OPPOSITION REVEALS INDISCRIMINATE APPROACH
2001-07-16
The opponents of the current Belarusian ruler Aleksandr
Lukashenko have mastered the art of discrediting. An avalanche of recent
sensational revelations concerning the ruling top shows skillful stagecraft
behind them.
On June 10, the media received by e-mail an interview with former law-enforcement
officers Dmitry Petrushkevich and Oleg Sluchak, in which they accused
top-ranking officials of setting up a death squad to abduct and murder
the journalist Dmitry Zavadsky, politicians Viktor Gonchar and Yury Zakharenko
and businessman Anatoly Krasovsky.
A national weekly Svobodnyie novosti published in its July 6-13
issue an interview with General Major Valery Kez, former deputy chairman
of Belarus' Committee for State Security (KGB) who later held a top position
at the Belarusian Security Council. Kez, who was dismissed by the presidential
edict in 1996, also made revelatory statements. "Every year of Lukashenko's
staying in power pushes us further back from creating a rich and democratic
state and brings us closer to a one-man dictatorship…", Kez said. The
general also said he agreed with the "death squad" version.

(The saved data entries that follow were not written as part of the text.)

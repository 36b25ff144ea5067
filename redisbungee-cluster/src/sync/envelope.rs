//! Envelope wire format
//!
//! Layout (big endian):
//!
//! ```text
//! u8  version
//! u8  kind
//! u16 len + utf8   origin proxy id
//! u16 len + utf8   network id
//! u8  has_correlation, then u16 len + utf8 correlation id if 1
//! u32 len + bytes  payload
//! ```
//!
//! Payload bytes are carried opaquely and come back byte-identical.

use bytes::{Buf, BufMut, Bytes, BytesMut};
use serde::de::DeserializeOwned;
use serde::Serialize;

use redisbungee_core::models::{NetworkId, ProxyId};
use redisbungee_core::ProxyIdentity;

use crate::error::{Error, Result};
use crate::store::KeySpace;

const WIRE_VERSION: u8 = 1;

/// Message kinds carried on the bus
#[derive(Debug, Clone, Copy, PartialEq, Eq, Hash)]
pub enum EnvelopeKind {
    /// A player joined, left or changed server
    PresenceChange,
    /// A dead proxy was cleaned up
    ProxyReaped,
    /// A proxy is stopping cleanly
    ProxyLeaving,
    Request,
    Response,
    /// Opaque plugin channel message
    PluginMessage,
    /// Run a command on one or all proxies
    RunCommand,
    /// Disconnect a player wherever they are connected
    Kick,
}

impl EnvelopeKind {
    pub const ALL: [Self; 8] = [
        Self::PresenceChange,
        Self::ProxyReaped,
        Self::ProxyLeaving,
        Self::Request,
        Self::Response,
        Self::PluginMessage,
        Self::RunCommand,
        Self::Kick,
    ];

    #[must_use]
    pub const fn as_u8(self) -> u8 {
        match self {
            Self::PresenceChange => 1,
            Self::ProxyReaped => 2,
            Self::ProxyLeaving => 3,
            Self::Request => 4,
            Self::Response => 5,
            Self::PluginMessage => 6,
            Self::RunCommand => 7,
            Self::Kick => 8,
        }
    }

    #[must_use]
    pub const fn from_u8(value: u8) -> Option<Self> {
        match value {
            1 => Some(Self::PresenceChange),
            2 => Some(Self::ProxyReaped),
            3 => Some(Self::ProxyLeaving),
            4 => Some(Self::Request),
            5 => Some(Self::Response),
            6 => Some(Self::PluginMessage),
            7 => Some(Self::RunCommand),
            8 => Some(Self::Kick),
            _ => None,
        }
    }

    /// Channel this kind travels on
    #[must_use]
    pub fn channel(self, keys: &KeySpace) -> String {
        match self {
            Self::PresenceChange => keys.channel_presence(),
            Self::Request | Self::Response => keys.channel_rpc(),
            Self::PluginMessage => keys.channel_messages(),
            Self::ProxyReaped | Self::ProxyLeaving | Self::RunCommand | Self::Kick => {
                keys.channel_all()
            }
        }
    }
}

/// A typed message unit exchanged over the bus. Immutable once built.
#[derive(Debug, Clone, PartialEq, Eq)]
pub struct Envelope {
    pub kind: EnvelopeKind,
    pub origin_proxy_id: ProxyId,
    pub network_id: NetworkId,
    /// Set on requests and echoed on their responses
    pub correlation_id: Option<String>,
    pub payload: Bytes,
}

impl Envelope {
    #[must_use]
    pub fn new(kind: EnvelopeKind, identity: &ProxyIdentity, payload: impl Into<Bytes>) -> Self {
        Self {
            kind,
            origin_proxy_id: identity.proxy_id().clone(),
            network_id: identity.network_id().clone(),
            correlation_id: None,
            payload: payload.into(),
        }
    }

    /// Build an envelope whose payload is the JSON encoding of `body`
    pub fn json<T: Serialize>(kind: EnvelopeKind, identity: &ProxyIdentity, body: &T) -> Result<Self> {
        Ok(Self::new(kind, identity, serde_json::to_vec(body)?))
    }

    #[must_use]
    pub fn with_correlation(mut self, correlation_id: impl Into<String>) -> Self {
        self.correlation_id = Some(correlation_id.into());
        self
    }

    pub fn decode_json<T: DeserializeOwned>(&self) -> Result<T> {
        Ok(serde_json::from_slice(&self.payload)?)
    }

    pub fn encode(&self) -> Result<Bytes> {
        let mut buf = BytesMut::with_capacity(
            8 + self.origin_proxy_id.as_str().len()
                + self.network_id.as_str().len()
                + self.correlation_id.as_ref().map_or(0, String::len)
                + self.payload.len(),
        );

        buf.put_u8(WIRE_VERSION);
        buf.put_u8(self.kind.as_u8());
        put_str(&mut buf, self.origin_proxy_id.as_str())?;
        put_str(&mut buf, self.network_id.as_str())?;
        match &self.correlation_id {
            Some(id) => {
                buf.put_u8(1);
                put_str(&mut buf, id)?;
            }
            None => buf.put_u8(0),
        }
        put_bytes(&mut buf, &self.payload)?;

        Ok(buf.freeze())
    }

    pub fn decode(mut data: &[u8]) -> Result<Self> {
        let version = get_u8(&mut data)?;
        if version != WIRE_VERSION {
            return Err(Error::Serialization(format!(
                "Unsupported envelope version {version}"
            )));
        }

        let raw_kind = get_u8(&mut data)?;
        let kind = EnvelopeKind::from_u8(raw_kind)
            .ok_or_else(|| Error::Serialization(format!("Unknown envelope kind {raw_kind}")))?;
        let origin_proxy_id = ProxyId::from_string(get_str(&mut data)?);
        let network_id = NetworkId::from_string(get_str(&mut data)?);
        let correlation_id = match get_u8(&mut data)? {
            0 => None,
            1 => Some(get_str(&mut data)?),
            flag => {
                return Err(Error::Serialization(format!(
                    "Invalid correlation flag {flag}"
                )))
            }
        };
        let payload = get_bytes(&mut data)?;

        if data.has_remaining() {
            return Err(Error::Serialization(format!(
                "{} trailing bytes after envelope",
                data.remaining()
            )));
        }

        Ok(Self {
            kind,
            origin_proxy_id,
            network_id,
            correlation_id,
            payload,
        })
    }
}

// ==================== Primitives ====================

pub(crate) fn put_str(buf: &mut BytesMut, value: &str) -> Result<()> {
    let len = u16::try_from(value.len())
        .map_err(|_| Error::Serialization(format!("String field too long ({} bytes)", value.len())))?;
    buf.put_u16(len);
    buf.put_slice(value.as_bytes());
    Ok(())
}

pub(crate) fn put_bytes(buf: &mut BytesMut, value: &[u8]) -> Result<()> {
    let len = u32::try_from(value.len())
        .map_err(|_| Error::Serialization(format!("Payload too long ({} bytes)", value.len())))?;
    buf.put_u32(len);
    buf.put_slice(value);
    Ok(())
}

fn truncated(field: &str) -> Error {
    Error::Serialization(format!("Truncated envelope while reading {field}"))
}

pub(crate) fn get_u8(data: &mut &[u8]) -> Result<u8> {
    if data.remaining() < 1 {
        return Err(truncated("u8"));
    }
    Ok(data.get_u8())
}

pub(crate) fn get_str(data: &mut &[u8]) -> Result<String> {
    if data.remaining() < 2 {
        return Err(truncated("string length"));
    }
    let len = usize::from(data.get_u16());
    if data.remaining() < len {
        return Err(truncated("string"));
    }
    let raw = data.copy_to_bytes(len);
    String::from_utf8(raw.to_vec())
        .map_err(|e| Error::Serialization(format!("Invalid UTF-8 in envelope: {e}")))
}

pub(crate) fn get_bytes(data: &mut &[u8]) -> Result<Bytes> {
    if data.remaining() < 4 {
        return Err(truncated("payload length"));
    }
    let len = data.get_u32() as usize;
    if data.remaining() < len {
        return Err(truncated("payload"));
    }
    Ok(data.copy_to_bytes(len))
}

#[cfg(test)]
mod tests {
    use super::*;

    fn identity() -> ProxyIdentity {
        ProxyIdentity::new("proxy-a", "main").unwrap()
    }

    #[test]
    fn test_every_kind_round_trips() {
        let payload: Vec<u8> = (0..=255).collect();
        for kind in EnvelopeKind::ALL {
            let mut envelope = Envelope::new(kind, &identity(), payload.clone());
            if matches!(kind, EnvelopeKind::Request | EnvelopeKind::Response) {
                envelope = envelope.with_correlation("abc123");
            }

            let encoded = envelope.encode().unwrap();
            let decoded = Envelope::decode(&encoded).unwrap();
            assert_eq!(decoded, envelope);
            assert_eq!(decoded.payload.as_ref(), payload.as_slice());
        }
    }

    #[test]
    fn test_kind_codes_are_unique() {
        for kind in EnvelopeKind::ALL {
            assert_eq!(EnvelopeKind::from_u8(kind.as_u8()), Some(kind));
        }
        assert_eq!(EnvelopeKind::from_u8(0), None);
        assert_eq!(EnvelopeKind::from_u8(9), None);
    }

    #[test]
    fn test_empty_payload() {
        let envelope = Envelope::new(EnvelopeKind::ProxyLeaving, &identity(), Bytes::new());
        let decoded = Envelope::decode(&envelope.encode().unwrap()).unwrap();
        assert!(decoded.payload.is_empty());
        assert_eq!(decoded.correlation_id, None);
    }

    #[test]
    fn test_malformed_input_is_rejected() {
        let encoded = Envelope::new(EnvelopeKind::Kick, &identity(), b"payload".to_vec())
            .encode()
            .unwrap();

        // Every strict prefix is truncated
        for len in 0..encoded.len() {
            assert!(matches!(
                Envelope::decode(&encoded[..len]),
                Err(Error::Serialization(_))
            ));
        }

        let mut trailing = encoded.to_vec();
        trailing.push(0);
        assert!(Envelope::decode(&trailing).is_err());

        let mut bad_kind = encoded.to_vec();
        bad_kind[1] = 42;
        assert!(Envelope::decode(&bad_kind).is_err());

        assert!(Envelope::decode(b"{\"json\": true}").is_err());
    }

    #[test]
    fn test_json_payload() {
        let envelope =
            Envelope::json(EnvelopeKind::Response, &identity(), &vec!["a", "b"]).unwrap();
        let body: Vec<String> = envelope.decode_json().unwrap();
        assert_eq!(body, vec!["a", "b"]);
    }
}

Finally, on July 7, Ivan Titenkov, manager of Lukashenko's business affairs
in 1994-99, burst out with accusations against his former boss in an interview
to a Minsk-based newspaper Den. An awkward attempt to prevent the
publication of the sensational interview turned against the authorities.

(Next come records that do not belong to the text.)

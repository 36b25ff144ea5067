//! Presence node
//!
//! Wires registry, cache, bus and heartbeat together for one proxy process
//! and exposes the query API used by plugin and command layers. Everything
//! is constructed here once and passed explicitly; there is no global state.

use async_trait::async_trait;
use bytes::Bytes;
use chrono::{DateTime, Utc};
use serde::de::DeserializeOwned;
use std::collections::{BTreeMap, BTreeSet};
use std::sync::atomic::{AtomicU8, Ordering};
use std::sync::Arc;
use std::time::Duration;
use tracing::{debug, info, warn};

use redisbungee_core::models::{PlayerId, PlayerMetadata, PlayerRecord, ProxyId};
use redisbungee_core::{Config, ProxyIdentity};

use crate::adapter::{PlayerLifecycle, ProxyAdapter};
use crate::cache::{Cached, LocalCache};
use crate::error::{Error, Result};
use crate::health::{HealthStatus, HealthTracker};
use crate::presence::{ClaimAck, HeartbeatLoop, PresenceRegistry};
use crate::store::StoreClient;
use crate::sync::{
    Envelope, EnvelopeHandler, EnvelopeKind, KickRequest, MessageBus, PluginMessage,
    PresenceEvent, ProxyLeaving, ProxyReaped, Query, QueryReply, QueryResponder, RunCommand,
};

const STATE_CREATED: u8 = 0;
const STATE_RUNNING: u8 = 1;
const STATE_STOPPED: u8 = 2;

/// Applies bus notifications to local state and forwards them to the host
struct NodeEvents {
    identity: ProxyIdentity,
    registry: Arc<PresenceRegistry>,
    cache: Arc<LocalCache>,
    adapter: Arc<dyn ProxyAdapter>,
}

impl NodeEvents {
    fn decode<T: DeserializeOwned>(envelope: &Envelope) -> Option<T> {
        match envelope.decode_json() {
            Ok(body) => Some(body),
            Err(e) => {
                warn!(
                    kind = ?envelope.kind,
                    origin = %envelope.origin_proxy_id,
                    error = %e,
                    "Dropping envelope with malformed payload"
                );
                None
            }
        }
    }

    async fn leave_all(&self, proxy_id: &ProxyId, players: &[PlayerId]) {
        self.cache.invalidate_proxy(proxy_id, players).await;
        for player_id in players {
            self.adapter.on_network_leave(player_id).await;
        }
    }
}

#[async_trait]
impl EnvelopeHandler for NodeEvents {
    async fn handle(&self, envelope: &Envelope) {
        let origin = &envelope.origin_proxy_id;
        match envelope.kind {
            EnvelopeKind::PresenceChange => {
                let Some(event) = Self::decode::<PresenceEvent>(envelope) else {
                    return;
                };
                // A join may have taken the player over from another proxy's set
                self.cache.invalidate_player(event.player_id(), None).await;
                match &event {
                    PresenceEvent::Joined { player_id, name, .. } => {
                        self.adapter.on_network_join(player_id, name).await;
                    }
                    PresenceEvent::Left { player_id, .. } => {
                        self.adapter.on_network_leave(player_id).await;
                    }
                    PresenceEvent::Updated { .. } => {}
                }
            }
            EnvelopeKind::ProxyReaped => {
                if let Some(body) = Self::decode::<ProxyReaped>(envelope) {
                    self.leave_all(&body.proxy_id, &body.players).await;
                }
            }
            EnvelopeKind::ProxyLeaving => {
                if let Some(body) = Self::decode::<ProxyLeaving>(envelope) {
                    self.leave_all(origin, &body.players).await;
                }
            }
            EnvelopeKind::PluginMessage => match PluginMessage::decode(&envelope.payload) {
                Ok(message) => self.adapter.on_plugin_message(origin, &message).await,
                Err(e) => warn!(origin = %origin, error = %e, "Dropping malformed plugin message"),
            },
            EnvelopeKind::RunCommand => {
                if let Some(body) = Self::decode::<RunCommand>(envelope) {
                    if body.targets(self.identity.proxy_id()) {
                        self.adapter.on_run_command(origin, &body.command).await;
                    }
                }
            }
            EnvelopeKind::Kick => {
                if let Some(body) = Self::decode::<KickRequest>(envelope) {
                    if self.registry.is_local(&body.player_id) {
                        self.adapter.on_kick(&body.player_id, &body.reason).await;
                    }
                }
            }
            EnvelopeKind::Request | EnvelopeKind::Response => {}
        }
    }

    async fn on_resubscribed(&self) {
        debug!("Invalidating presence cache after resubscribe");
        self.cache.invalidate_all();
    }
}

#[async_trait]
impl QueryResponder for NodeEvents {
    async fn answer(&self, query: Query) -> Result<QueryReply> {
        match query {
            Query::PlayerCount => Ok(QueryReply::PlayerCount {
                count: self.registry.local_player_count() as u64,
            }),
        }
    }
}

/// One proxy's view of the network
pub struct PresenceNode {
    identity: ProxyIdentity,
    registry: Arc<PresenceRegistry>,
    cache: Arc<LocalCache>,
    bus: Arc<MessageBus>,
    heartbeat: Arc<HeartbeatLoop>,
    health: Arc<HealthTracker>,
    adapter: Arc<dyn ProxyAdapter>,
    request_deadline: Duration,
    state: AtomicU8,
}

After the interview appeared in the Internet, almost all non-state media
published it or indulged in retelling it.
One can only praise the attempts to attack the odious government. But
they also need commenting.
As far as the law-enforcement "defectors" are concerned, the opposition
already made a blunder, when it tried to capitalize on the sensational
revelations by a former policeman officer Oleg Baturyn. The man really
helped the opposition when he confessed that plainclothes agents had been
ordered to provoke demonstrators into clashes during an opposition Freedom
March on October 17, 1999. But then Baturyn consciously or unconsciously
played a provocative role when he gave an interview to the Belarusian
TV, denying his previous statements and the fact that he had been allegedly
kidnapped by the Belarusian secret services. Thus the authorities received
an additional advantage and could boldly deny all the accusations of being
involved in kidnappings.
General Kez had the grace to regret his leading role in an incident after
which Lukashenko believed that he can get off scot-free from anything,
in the opinion of his old opponents. On the night of April 12, 1995, masked
policemen brutally evicted members of the 12th Supreme Soviet [Belarusian
parliament prior to the 1996 referendum], who went on a hunger-strike
to protest against the preparations of Lukashenko's first referendum in
1995. Later the top leaders reportedly relished the candid camera footage
featuring the leader of the Belarusian Popular Front Zenon Poznyak being
kicked by a secret policeman. Now Kez, who executed the order, emphasizes
in his interview, "My remorse is not caused by political conditions".
He is obviously trying to pre-empt natural questions by the democratic
public: Why did he not resign immediately after such a disgraceful action?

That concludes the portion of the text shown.